Keri N. on May 29, 2022
I was recently told my assignment on my project was ending and that my employer suggested I file for unemployment until I'm able to return to work full-time. I can't be without a job as I'm the sole income for my household. When should I divulge my diagnosis and can an employer retract their offer after I do? I haven't yet started chemo, I will this Wed. I plan to work full-time throughout unless I'm physically unable to do so.
Nicole Jarvis, LMSW
Jun 1, 2022
Cancer and Careers Staff Comment:
Thank you so much for reaching out to Cancer and Careers! It sounds like you have some decision-making to do in terms of your next move. Below, I've provided some resources and context to help guide you on your decisions.
If you’ve had a project come to an end in the past, what were you told to do after a project ends? Is unemployment the typical direction? You mentioned that is not an option for you in this case, so let’s think about what you can do. It sounds to me like you’re asking about disclosure when interviewing and looking for work. Our article Managing Disclosure When Looking for a Job outlines some of the considerations for disclosing when job searching. It’s not a black and white decision, and there are a number of factors to think about when deciding what, how much and with whom to share your personal health information. Try to to think of what is relevant to the situation and how sharing that information can be beneficial for your job prospects. It’s important to note, however, that you are not legally required or obligated to share your health or health history with your (current or prospective) employer, nor can they ask. When going into interview situations, keep in the back of your mind that the decision to disclose is a personal decision that includes the consideration of a number of factors.

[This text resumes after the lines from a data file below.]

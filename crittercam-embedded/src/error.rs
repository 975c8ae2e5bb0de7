use core::fmt;

#[derive(Debug, Clone, Copy, PartialEq, Eq)]
pub enum Error {
    ConnectivityFailure,
    ConfigFetchFailure,
    PeripheralFailure,
    UploadFailure,
    UpdateFailure,
    StorageError,
    SerializationError,
    TimeoutError,
    InvalidState,
}

impl fmt::Display for Error {
    fn fmt(&self, f: &mut fmt::Formatter<'_>) -> fmt::Result {
        match self {
            Error::ConnectivityFailure => write!(f, "No network connectivity"),
            Error::ConfigFetchFailure => write!(f, "Configuration fetch failed"),
            Error::PeripheralFailure => write!(f, "Camera peripheral failure"),
            Error::UploadFailure => write!(f, "Image upload failed"),
            Error::UpdateFailure => write!(f, "Firmware update failed"),
            Error::StorageError => write!(f, "Storage error"),
            Error::SerializationError => write!(f, "Serialization error"),
            Error::TimeoutError => write!(f, "Timeout error"),
            Error::InvalidState => write!(f, "Invalid state"),
        }
    }
}

pub type Result<T> = core::result::Result<T, Error>;
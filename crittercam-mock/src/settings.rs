use std::path::{Path, PathBuf};
use std::{env, fs, io};

use crittercam_api::WakeReason;
use serde::{Deserialize, Serialize};

use crate::MockError;

#[derive(Debug, Clone, Serialize, Deserialize)]
pub struct Logger {
    pub level: String,
}

#[derive(Debug, Clone, Serialize, Deserialize)]
pub struct Device {
    pub wake_reason: WakeReason,
    pub firmware_version: String,
    pub data_dir: String,
}

#[derive(Debug, Clone, Serialize, Deserialize)]
pub struct AccessPointSettings {
    pub ssid: String,
    pub password: String,
    pub rssi: i8,
}

#[derive(Debug, Clone, Serialize, Deserialize)]
pub struct Credentials {
    pub ssid: String,
    pub password: String,
}

#[derive(Debug, Clone, Serialize, Deserialize)]
pub struct Network {
    pub ap_ssid: String,
    pub ap_password: String,
    pub attempt_timeout_ms: u64,
    pub retry_delay_ms: u64,
    pub provisioning_window_ms: u64,
    pub request_timeout_ms: u64,
    #[serde(default)]
    pub access_points: Vec<AccessPointSettings>,
    pub portal_submission: Option<Credentials>,
}

#[derive(Debug, Clone, Copy, PartialEq, Eq, Serialize, Deserialize)]
#[serde(rename_all = "snake_case")]
pub enum CameraMode {
    Ok,
    Empty,
    InitFailure,
    CaptureError,
}

#[derive(Debug, Clone, Serialize, Deserialize)]
pub struct Camera {
    pub mode: CameraMode,
    pub frame_bytes: usize,
    pub stabilize_delay_ms: u64,
}

#[derive(Debug, Clone, Serialize, Deserialize)]
pub struct Coordinator {
    /// Raw configuration body served to the device
    pub config: Option<String>,
    #[serde(default)]
    pub fetch_fails: bool,
    #[serde(default)]
    pub upload_fails: bool,
    #[serde(default)]
    pub report_fails: bool,
    pub latest_firmware: Option<String>,
}

#[derive(Debug, Clone, Default, Serialize, Deserialize)]
pub struct Clock {
    #[serde(default)]
    pub sync_fails: bool,
}

#[derive(Debug, Clone, Serialize, Deserialize)]
pub struct Settings {
    pub logger: Logger,
    pub device: Device,
    pub network: Network,
    pub camera: Camera,
    pub coordinator: Coordinator,
    #[serde(default)]
    pub clock: Clock,
}

impl Settings {
    /// Loads `path`, or the bundled defaults when no path is given.
    pub fn new(path: Option<&Path>) -> Result<Self, MockError> {
        let mut settings = match path {
            Some(path) => Self::from_toml(&fs::read_to_string(path)?)?,
            None => Self::from_toml(include_str!(concat!(
                env!("CARGO_MANIFEST_DIR"),
                "/../",
                "configs/default.toml"
            )))?,
        };

        settings.device.data_dir = Self::normalize_path(&settings.device.data_dir)?
            .to_string_lossy()
            .to_string();

        Ok(settings)
    }

    pub fn from_toml(text: &str) -> Result<Self, MockError> {
        Ok(toml::from_str(text)?)
    }

    pub fn data_dir(&self) -> PathBuf {
        PathBuf::from(&self.device.data_dir)
    }

    fn normalize_path(path: &str) -> io::Result<PathBuf> {
        let path_buf = PathBuf::from(path);

        Ok(if path_buf.is_absolute() {
            path_buf
        } else {
            env::current_dir()?.join(&path_buf)
        })
    }
}
use alloc::string::{String, ToString};
use alloc::vec::Vec;
use core::fmt;

use serde::{Deserialize, Serialize};

use super::{DEVICE_STATE_KEY, LocalStorage};
use crate::Error;

/// Oldest events are dropped beyond this many.
pub const MAX_EVENTS: usize = 50;

/// `[timestamp, kind, message]`, timestamps in Unix seconds.
#[derive(Debug, Clone, PartialEq, Eq, Serialize, Deserialize)]
pub struct StateEvent(pub i64, pub String, pub String);

impl StateEvent {
    pub fn timestamp(&self) -> i64 {
        self.0
    }

    pub fn kind(&self) -> &str {
        &self.1
    }

    pub fn message(&self) -> &str {
        &self.2
    }
}

/// Counters and recent history that survive deep sleep.
#[derive(Debug, Clone, Default, PartialEq, Eq, Serialize, Deserialize)]
#[serde(default)]
pub struct DeviceState {
    pub boot_count: u32,
    pub first_boot_time: Option<i64>,
    pub last_boot_time: Option<i64>,
    pub last_upload_time: Option<i64>,
    pub last_upload_success: bool,
    pub error_count: u32,
    pub last_error: Option<String>,
    pub last_error_time: Option<i64>,
    pub wifi_failures: u32,
    pub camera_failures: u32,
    pub successful_uploads: u32,
    pub failed_uploads: u32,
    pub events: Vec<StateEvent>,
}

/// Snapshot of the counters, for the boot log line.
#[derive(Debug, Clone, PartialEq, Eq)]
pub struct StateSummary {
    pub boot_count: u32,
    pub error_count: u32,
    pub wifi_failures: u32,
    pub camera_failures: u32,
    pub successful_uploads: u32,
    pub failed_uploads: u32,
    pub last_upload_success: bool,
}

impl fmt::Display for StateSummary {
    fn fmt(&self, f: &mut fmt::Formatter<'_>) -> fmt::Result {
        write!(
            f,
            "boot #{}, {} errors, wifi failures {}, camera failures {}, uploads {} ok / {} failed",
            self.boot_count,
            self.error_count,
            self.wifi_failures,
            self.camera_failures,
            self.successful_uploads,
            self.failed_uploads,
        )
    }
}

impl DeviceState {
    pub fn add_event(&mut self, now: i64, kind: &str, message: &str) {
        self.events.push(StateEvent(now, kind.to_string(), message.to_string()));
        if self.events.len() > MAX_EVENTS {
            let excess = self.events.len() - MAX_EVENTS;
            self.events.drain(..excess);
        }
    }

    pub fn record_boot(&mut self, now: i64) {
        self.boot_count = self.boot_count.saturating_add(1);
        self.first_boot_time.get_or_insert(now);
        self.last_boot_time = Some(now);
        let message = alloc::format!("Boot #{}", self.boot_count);
        self.add_event(now, "boot", &message);
    }

    pub fn record_error(&mut self, now: i64, kind: &str, message: &str) {
        let line = alloc::format!("{}: {}", kind, message);
        self.error_count = self.error_count.saturating_add(1);
        self.last_error_time = Some(now);
        self.add_event(now, "error", &line);
        self.last_error = Some(line);
    }

    pub fn record_wifi_failure(&mut self, now: i64) {
        self.wifi_failures = self.wifi_failures.saturating_add(1);
        self.record_error(now, "wifi", "Failed to connect to WiFi");
    }

    pub fn record_wifi_success(&mut self, now: i64, ssid: &str) {
        self.add_event(now, "wifi", &alloc::format!("Connected to {}", ssid));
    }

    pub fn record_camera_failure(&mut self, now: i64, detail: &str) {
        self.camera_failures = self.camera_failures.saturating_add(1);
        self.record_error(now, "camera", detail);
    }

    pub fn record_camera_success(&mut self, now: i64, bytes: usize) {
        self.add_event(now, "camera", &alloc::format!("Captured {} bytes", bytes));
    }

    pub fn record_upload_attempt(&mut self, now: i64, success: bool, error: Option<&str>) {
        self.last_upload_time = Some(now);
        self.last_upload_success = success;
        if success {
            self.successful_uploads = self.successful_uploads.saturating_add(1);
            self.add_event(now, "upload", "Image uploaded");
        } else {
            self.failed_uploads = self.failed_uploads.saturating_add(1);
            self.record_error(now, "upload", error.unwrap_or("Upload failed"));
        }
    }

    /// The last `n` events, oldest first.
    pub fn recent_events(&self, n: usize) -> &[StateEvent] {
        let start = self.events.len().saturating_sub(n);
        &self.events[start..]
    }

    /// The last `n` error events, oldest first.
    pub fn error_log(&self, n: usize) -> Vec<&StateEvent> {
        let errors: Vec<&StateEvent> = self.events.iter().filter(|event| event.kind() == "error").collect();
        let start = errors.len().saturating_sub(n);
        errors[start..].to_vec()
    }

    pub fn status(&self) -> StateSummary {
        StateSummary {
            boot_count: self.boot_count,
            error_count: self.error_count,
            wifi_failures: self.wifi_failures,
            camera_failures: self.camera_failures,
            successful_uploads: self.successful_uploads,
            failed_uploads: self.failed_uploads,
            last_upload_success: self.last_upload_success,
        }
    }
}

/// Loads and checkpoints [`DeviceState`] through a [`LocalStorage`] backend.
///
/// Persistence problems never interrupt a cycle; they are logged and the
/// in-memory copy stays authoritative.
pub struct DeviceStateLog<S: LocalStorage> {
    storage: S,
    state: DeviceState,
}

impl<S: LocalStorage> DeviceStateLog<S> {
    pub async fn load(storage: S) -> Self {
        let state = match storage.get_item(DEVICE_STATE_KEY).await {
            Ok(Some(data)) => serde_json::from_str(&data).unwrap_or_else(|e| {
                log::warn!("Device state unreadable ({}), starting fresh", e);
                DeviceState::default()
            }),
            Ok(None) => DeviceState::default(),
            Err(e) => {
                log::warn!("Failed to read device state: {:?}", e);
                DeviceState::default()
            }
        };
        Self { storage, state }
    }

    pub fn state(&self) -> &DeviceState {
        &self.state
    }

    /// Applies `update` and writes the result back.
    pub async fn checkpoint(&mut self, update: impl FnOnce(&mut DeviceState)) {
        update(&mut self.state);
        self.save().await;
    }

    pub async fn save(&mut self) {
        let data = match serde_json::to_string(&self.state) {
            Ok(data) => data,
            Err(e) => {
                log::error!("{}: device state: {}", Error::SerializationError, e);
                return;
            }
        };
        if let Err(e) = self.storage.set_item(DEVICE_STATE_KEY, &data).await {
            log::error!("Failed to save device state: {:?}", e);
        }
    }

    pub fn storage(&self) -> &S {
        &self.storage
    }
}

#[cfg(test)]
mod tests {
    use crate::storage::MemoryStorage;

    use super::*;

    #[test]
    fn test_events_are_capped() {
        let mut state = DeviceState::default();
        for i in 0..60 {
            state.add_event(i, "tick", "t");
        }
        assert_eq!(state.events.len(), MAX_EVENTS);
        assert_eq!(state.events[0].0, 10);
    }

    #[test]
    fn test_failure_counters() {
        let mut state = DeviceState::default();
        state.record_wifi_failure(1);
        state.record_camera_failure(2, "init failed");
        assert_eq!(state.wifi_failures, 1);
        assert_eq!(state.camera_failures, 1);
        assert_eq!(state.error_count, 2);
        assert_eq!(state.last_error.as_deref(), Some("camera: init failed"));

        state.record_upload_attempt(3, true, None);
        assert_eq!(state.successful_uploads, 1);
        assert!(state.last_upload_success);
        assert_eq!(state.last_upload_time, Some(3));

        state.record_upload_attempt(4, false, Some("HTTP 502"));
        assert_eq!(state.failed_uploads, 1);
        assert!(!state.last_upload_success);
        assert_eq!(state.last_error.as_deref(), Some("upload: HTTP 502"));
    }

    #[test]
    fn test_first_boot_time_sticks() {
        let mut state = DeviceState::default();
        state.record_boot(10);
        state.record_boot(20);
        assert_eq!(state.first_boot_time, Some(10));
        assert_eq!(state.last_boot_time, Some(20));
        assert_eq!(state.status().boot_count, 2);
    }

    #[test]
    fn test_recent_events_and_error_log() {
        let mut state = DeviceState::default();
        state.record_boot(1);
        state.record_wifi_failure(2);
        state.record_camera_success(3, 4096);
        state.record_camera_failure(4, "empty frame");

        let recent: Vec<&str> = state.recent_events(2).iter().map(StateEvent::message).collect();
        assert_eq!(recent, ["Captured 4096 bytes", "camera: empty frame"]);
        assert_eq!(state.recent_events(100).len(), 4);

        let errors = state.error_log(5);
        assert_eq!(errors.len(), 2);
        assert_eq!(errors[0].timestamp(), 2);
        assert_eq!(state.error_log(1)[0].message(), "camera: empty frame");
    }

    #[test]
    fn test_events_serialize_as_triples() {
        let mut state = DeviceState::default();
        state.add_event(5, "boot", "Boot #1");
        let value = serde_json::to_value(&state).unwrap();
        assert_eq!(value["events"][0], serde_json::json!([5, "boot", "Boot #1"]));
    }

    #[tokio::test]
    async fn test_checkpoint_round_trips_through_storage() {
        let mut log = DeviceStateLog::load(MemoryStorage::new()).await;
        log.checkpoint(|state| state.record_boot(100)).await;

        let stored = log.storage().peek(DEVICE_STATE_KEY).unwrap().to_string();
        let reloaded = DeviceStateLog::load(MemoryStorage::new().with_item(DEVICE_STATE_KEY, &stored)).await;
        assert_eq!(reloaded.state().boot_count, 1);
        assert_eq!(reloaded.state().events[0].kind(), "boot");
    }

    #[tokio::test]
    async fn test_corrupt_state_starts_fresh() {
        let log = DeviceStateLog::load(MemoryStorage::new().with_item(DEVICE_STATE_KEY, "{oops")).await;
        assert_eq!(log.state(), &DeviceState::default());
    }

    #[tokio::test]
    async fn test_missing_fields_take_defaults() {
        let storage = MemoryStorage::new().with_item(DEVICE_STATE_KEY, r#"{"boot_count": 9}"#);
        let log = DeviceStateLog::load(storage).await;
        assert_eq!(log.state().boot_count, 9);
        assert!(log.state().events.is_empty());
    }
}
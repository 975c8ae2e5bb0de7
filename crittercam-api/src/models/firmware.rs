use core::fmt;
use core::str::FromStr;

use serde::{Deserialize, Serialize};

/// Semantic firmware version, ordered component-wise.
#[derive(Debug, Clone, Copy, PartialEq, Eq, PartialOrd, Ord, Hash, Serialize, Deserialize)]
pub struct FirmwareVersion {
    pub major: u16,
    pub minor: u16,
    pub patch: u16,
}

impl FirmwareVersion {
    pub const fn new(major: u16, minor: u16, patch: u16) -> Self {
        Self { major, minor, patch }
    }
}

impl fmt::Display for FirmwareVersion {
    fn fmt(&self, f: &mut fmt::Formatter<'_>) -> fmt::Result {
        write!(f, "{}.{}.{}", self.major, self.minor, self.patch)
    }
}

#[derive(Debug, Clone, Copy, PartialEq, Eq)]
pub struct InvalidVersion;

impl fmt::Display for InvalidVersion {
    fn fmt(&self, f: &mut fmt::Formatter<'_>) -> fmt::Result {
        f.write_str("Firmware version must look like major.minor.patch")
    }
}

impl FromStr for FirmwareVersion {
    type Err = InvalidVersion;

    /// Accepts `1.2.3` with an optional leading `v`.
    fn from_str(s: &str) -> Result<Self, Self::Err> {
        let s = s.trim();
        let s = s.strip_prefix('v').unwrap_or(s);
        let mut parts = s.split('.');
        let mut next = || {
            parts
                .next()
                .and_then(|part| part.parse::<u16>().ok())
                .ok_or(InvalidVersion)
        };
        let version = FirmwareVersion::new(next()?, next()?, next()?);
        if parts.next().is_some() {
            return Err(InvalidVersion);
        }
        Ok(version)
    }
}
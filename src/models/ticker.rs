// ============================================================================
// Structure : TickerRecord
// ============================================================================
// Instantané d'une cryptomonnaie tel que retourné par l'API CoinMarketCap
//
// CONCEPTS RUST :
// 1. #[serde(rename = "...")] : "24h_volume_usd" n'est pas un identifiant
//    Rust valide, on le mappe vers volume_24h_usd
// 2. #[serde(flatten)] : capture tous les champs non déclarés (les champs
//    convertis comme "price_eur") dans une map
// 3. deserialize_with : l'API envoie des nombres sous forme de chaînes,
//    on accepte les deux formes
// ============================================================================

use std::collections::BTreeMap;

use chrono::{DateTime, Utc};
use serde::{Deserialize, Deserializer, Serialize};

use crate::models::Currency;

/// Un ticker (prix, volume, offre, variations)
///
/// Les champs numériques restent des chaînes décimales : on les affiche
/// tels quels, sans perte de précision.
#[derive(Debug, Clone, PartialEq, Serialize, Deserialize)]
pub struct TickerRecord {
    /// Identifiant API (ex: "bitcoin")
    pub id: String,

    /// Nom complet (ex: "Bitcoin")
    pub name: String,

    /// Symbole (ex: "BTC")
    pub symbol: String,

    #[serde(default, deserialize_with = "string_or_number")]
    pub rank: Option<String>,

    #[serde(default, deserialize_with = "string_or_number")]
    pub price_usd: Option<String>,

    #[serde(default, deserialize_with = "string_or_number")]
    pub price_btc: Option<String>,

    #[serde(rename = "24h_volume_usd", default, deserialize_with = "string_or_number")]
    pub volume_24h_usd: Option<String>,

    #[serde(default, deserialize_with = "string_or_number")]
    pub market_cap_usd: Option<String>,

    #[serde(default, deserialize_with = "string_or_number")]
    pub available_supply: Option<String>,

    #[serde(default, deserialize_with = "string_or_number")]
    pub total_supply: Option<String>,

    #[serde(default, deserialize_with = "string_or_number")]
    pub max_supply: Option<String>,

    #[serde(default, deserialize_with = "string_or_number")]
    pub percent_change_1h: Option<String>,

    #[serde(default, deserialize_with = "string_or_number")]
    pub percent_change_24h: Option<String>,

    #[serde(default, deserialize_with = "string_or_number")]
    pub percent_change_7d: Option<String>,

    /// Timestamp Unix (en secondes) de la dernière mise à jour côté API
    #[serde(default, deserialize_with = "string_or_number")]
    pub last_updated: Option<String>,

    /// Champs ajoutés par la conversion (price_eur, 24h_volume_eur, ...)
    #[serde(flatten)]
    pub converted: BTreeMap<String, serde_json::Value>,
}

/// Fenêtre de variation du prix
#[derive(Debug, Clone, Copy, PartialEq, Eq)]
pub enum ChangeWindow {
    OneHour,
    OneDay,
    SevenDays,
}

impl ChangeWindow {
    pub const ALL: [ChangeWindow; 3] = [
        ChangeWindow::OneHour,
        ChangeWindow::OneDay,
        ChangeWindow::SevenDays,
    ];

    pub fn label(&self) -> &'static str {
        match self {
            ChangeWindow::OneHour => "1h",
            ChangeWindow::OneDay => "24h",
            ChangeWindow::SevenDays => "7d",
        }
    }
}

/// Sens de la variation : strictement positif = hausse, sinon baisse
#[derive(Debug, Clone, Copy, PartialEq, Eq)]
pub enum Trend {
    Up,
    Down,
}

impl Trend {
    /// Une valeur absente ou non numérique compte comme une baisse
    pub fn from_change(change: Option<f64>) -> Self {
        match change {
            Some(value) if value > 0.0 => Trend::Up,
            _ => Trend::Down,
        }
    }

    pub fn label(&self) -> &'static str {
        match self {
            Trend::Up => "up",
            Trend::Down => "down",
        }
    }
}

impl TickerRecord {
    /// Crée un ticker minimal (utile pour les tests et les placeholders)
    pub fn new(id: impl Into<String>, name: impl Into<String>, symbol: impl Into<String>) -> Self {
        Self {
            id: id.into(),
            name: name.into(),
            symbol: symbol.into(),
            rank: None,
            price_usd: None,
            price_btc: None,
            volume_24h_usd: None,
            market_cap_usd: None,
            available_supply: None,
            total_supply: None,
            max_supply: None,
            percent_change_1h: None,
            percent_change_24h: None,
            percent_change_7d: None,
            last_updated: None,
            converted: BTreeMap::new(),
        }
    }

    /// Prix dans la devise demandée
    ///
    /// `None` si l'API n'a pas renvoyé de conversion vers cette devise :
    /// un prix USD ne doit jamais s'afficher sous une autre étiquette.
    pub fn price_in(&self, currency: Currency) -> Option<String> {
        self.field_in("price_", currency, &self.price_usd)
    }

    /// Volume 24h dans la devise demandée
    pub fn volume_24h_in(&self, currency: Currency) -> Option<String> {
        self.field_in("24h_volume_", currency, &self.volume_24h_usd)
    }

    /// Capitalisation dans la devise demandée
    pub fn market_cap_in(&self, currency: Currency) -> Option<String> {
        self.field_in("market_cap_", currency, &self.market_cap_usd)
    }

    /// Variation en pourcentage, parsée en f64
    pub fn change(&self, window: ChangeWindow) -> Option<f64> {
        let raw = match window {
            ChangeWindow::OneHour => self.percent_change_1h.as_deref(),
            ChangeWindow::OneDay => self.percent_change_24h.as_deref(),
            ChangeWindow::SevenDays => self.percent_change_7d.as_deref(),
        }?;
        raw.trim().parse().ok()
    }

    /// Chaîne brute d'une variation
    pub fn change_text(&self, window: ChangeWindow) -> Option<&str> {
        match window {
            ChangeWindow::OneHour => self.percent_change_1h.as_deref(),
            ChangeWindow::OneDay => self.percent_change_24h.as_deref(),
            ChangeWindow::SevenDays => self.percent_change_7d.as_deref(),
        }
    }

    pub fn trend(&self, window: ChangeWindow) -> Trend {
        Trend::from_change(self.change(window))
    }

    /// Date de dernière mise à jour côté API
    pub fn last_updated_at(&self) -> Option<DateTime<Utc>> {
        let seconds: i64 = self.last_updated.as_deref()?.trim().parse().ok()?;
        DateTime::from_timestamp(seconds, 0)
    }

    /// Correspondance exacte (insensible à la casse) sur symbole, id ou nom
    pub fn matches_exactly(&self, needle_lower: &str) -> bool {
        self.symbol.to_lowercase() == needle_lower
            || self.id.to_lowercase() == needle_lower
            || self.name.to_lowercase() == needle_lower
    }

    fn field_in(&self, prefix: &str, currency: Currency, usd: &Option<String>) -> Option<String> {
        if !currency.needs_conversion() {
            return usd.clone();
        }
        let key = format!("{}{}", prefix, currency.code().to_lowercase());
        value_to_string(self.converted.get(&key)?)
    }
}

fn value_to_string(value: &serde_json::Value) -> Option<String> {
    match value {
        serde_json::Value::String(s) => Some(s.clone()),
        serde_json::Value::Number(n) => Some(n.to_string()),
        _ => None,
    }
}

// ============================================================================
// Désérialisation tolérante : "123.4" ou 123.4 ou null
// ============================================================================

#[derive(Deserialize)]
#[serde(untagged)]
enum RawNumber {
    Text(String),
    Number(serde_json::Number),
}

fn string_or_number<'de, D>(deserializer: D) -> Result<Option<String>, D::Error>
where
    D: Deserializer<'de>,
{
    let raw = Option::<RawNumber>::deserialize(deserializer)?;
    Ok(raw.map(|r| match r {
        RawNumber::Text(s) => s,
        RawNumber::Number(n) => n.to_string(),
    }))
}

#[cfg(test)]
mod tests {
    use super::*;

    const BITCOIN_EUR: &str = r#"{
        "id": "bitcoin",
        "name": "Bitcoin",
        "symbol": "BTC",
        "rank": "1",
        "price_usd": "9250.12",
        "price_btc": "1.0",
        "24h_volume_usd": "7500000000.0",
        "market_cap_usd": "157000000000",
        "available_supply": "17000000.0",
        "total_supply": "17000000.0",
        "max_supply": null,
        "percent_change_1h": "0.12",
        "percent_change_24h": "-1.5",
        "percent_change_7d": 3.2,
        "last_updated": "1525137271",
        "price_eur": "7650.5",
        "24h_volume_eur": "6200000000.0",
        "market_cap_eur": "130000000000"
    }"#;

    #[test]
    fn test_deserialize_ticker() {
        let ticker: TickerRecord = serde_json::from_str(BITCOIN_EUR).unwrap();

        assert_eq!(ticker.id, "bitcoin");
        assert_eq!(ticker.volume_24h_usd.as_deref(), Some("7500000000.0"));
        assert_eq!(ticker.max_supply, None);
        // Nombre JSON accepté et converti en chaîne
        assert_eq!(ticker.percent_change_7d.as_deref(), Some("3.2"));
        assert!(ticker.converted.contains_key("price_eur"));
    }

    #[test]
    fn test_missing_optional_fields() {
        let ticker: TickerRecord =
            serde_json::from_str(r#"{"id":"x","name":"X","symbol":"X"}"#).unwrap();
        assert_eq!(ticker.price_usd, None);
        assert!(ticker.converted.is_empty());
    }

    #[test]
    fn test_converted_fields() {
        let ticker: TickerRecord = serde_json::from_str(BITCOIN_EUR).unwrap();

        assert_eq!(ticker.price_in(Currency::Eur).as_deref(), Some("7650.5"));
        assert_eq!(ticker.market_cap_in(Currency::Eur).as_deref(), Some("130000000000"));
        assert_eq!(ticker.price_in(Currency::Usd).as_deref(), Some("9250.12"));
        // Pas de champ price_gbp : pas de repli sur le prix USD
        assert_eq!(ticker.price_in(Currency::Gbp), None);
        assert_eq!(ticker.volume_24h_in(Currency::Gbp), None);
        assert_eq!(ticker.market_cap_in(Currency::Gbp), None);
    }

    #[test]
    fn test_trend() {
        let ticker: TickerRecord = serde_json::from_str(BITCOIN_EUR).unwrap();

        assert_eq!(ticker.trend(ChangeWindow::OneHour), Trend::Up);
        assert_eq!(ticker.trend(ChangeWindow::OneDay), Trend::Down);
        assert_eq!(Trend::from_change(Some(0.0)), Trend::Down);
        assert_eq!(Trend::from_change(None), Trend::Down);
    }

    #[test]
    fn test_last_updated_at() {
        let ticker: TickerRecord = serde_json::from_str(BITCOIN_EUR).unwrap();
        let date = ticker.last_updated_at().unwrap();
        assert_eq!(date.timestamp(), 1525137271);
    }

    #[test]
    fn test_matches_exactly() {
        let ticker = TickerRecord::new("bitcoin", "Bitcoin", "BTC");
        assert!(ticker.matches_exactly("btc"));
        assert!(ticker.matches_exactly("bitcoin"));
        assert!(!ticker.matches_exactly("coin"));
    }
}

I encourage patients to avoid sharing the “what ifs” and to only share what you know to be true currently. What I mean by that is, you don’t necessarily know how your treatment will affect you as everyone responds differently. Your healthcare provider will give you some sense of what can be expected but you don’t actually know until you begin your treatment. Perhaps you’ll feel totally fine and going to the office the day after receiving treatment will be no issue, but it could also be the case that you need a day or two to recover, so being mindful of scheduling your treatments for, say, a Friday so you can recover over the weekend, can not only help you to feel your best, but limit the impact on your ability to work. In this case, if you’re interviewing for a job, instead of saying you need days off, maybe inquire further about flexibility with schedules, remote working, etc. This can give you a better sense of if you need time off, how difficult it will be to get it or to have a more flexible work arrangement. Some of these questions can be answered in an interview, and some can be answered by doing your own research beforehand. Take a look at our article on Researching Employers to Help Inform Your Job Search for a better understanding of what might be helpful to explore before you decide to apply to certain companies. It’s always important to remember that job searching is a two way street, you want to find a place where you would be a good fit, but it’s also critical to find an organization that will also be a good fit for you. This means companies that are more flexible and supportive, have specific policies (leave, remote work, etc.) that could support your needs as you go through treatments, surgery, radiation, etc.
Having a sense of your legal rights and protections can put you in a better mindset and make you aware of what you’re entitled to and also potentially help to alert you of any possible red flags during the interview process. Our articles on Your Legal Rights in the Workplace and the Top Three Legal Questions about Employment can help you to be informed as you navigate the job search process while balancing your treatment needs.
I hope the above is helpful. If you have any remaining questions or concerns, or would like to speak with a CAC staff member, please don’t hesitate to reach out to us at firstname.lastname@example.org and we can set up a time to talk.
Best of luck on your job search!
Nicole Jarvis, LMSW (she, her, hers)
Assistant Director of Programs
Cancer and Careers / CEW Foundation
Jun 20, 2022
I had to quit my job due to my cancer and scheduling and how fatigued I have been I can't stand to long or sit to long but im not qualified for anything but a labor job and I can't do what I use to do anymore so what kind of job should I train for? I need knee surgery due to it being broke and didn't heal correctly and the cancer has gotten into my knee.
Dec 21, 2022
I was recently at a reputed government organization in Sri Lanka, as a Technical officer in IT. But unfortunately, my mother got cancer and become seriously ill. my father couldn't handle that situation alone with me, and because of that, I resign from my job and take care of my mom and dad. now my mother becoming well, can anyone help me a better online job or florigen job opportunity?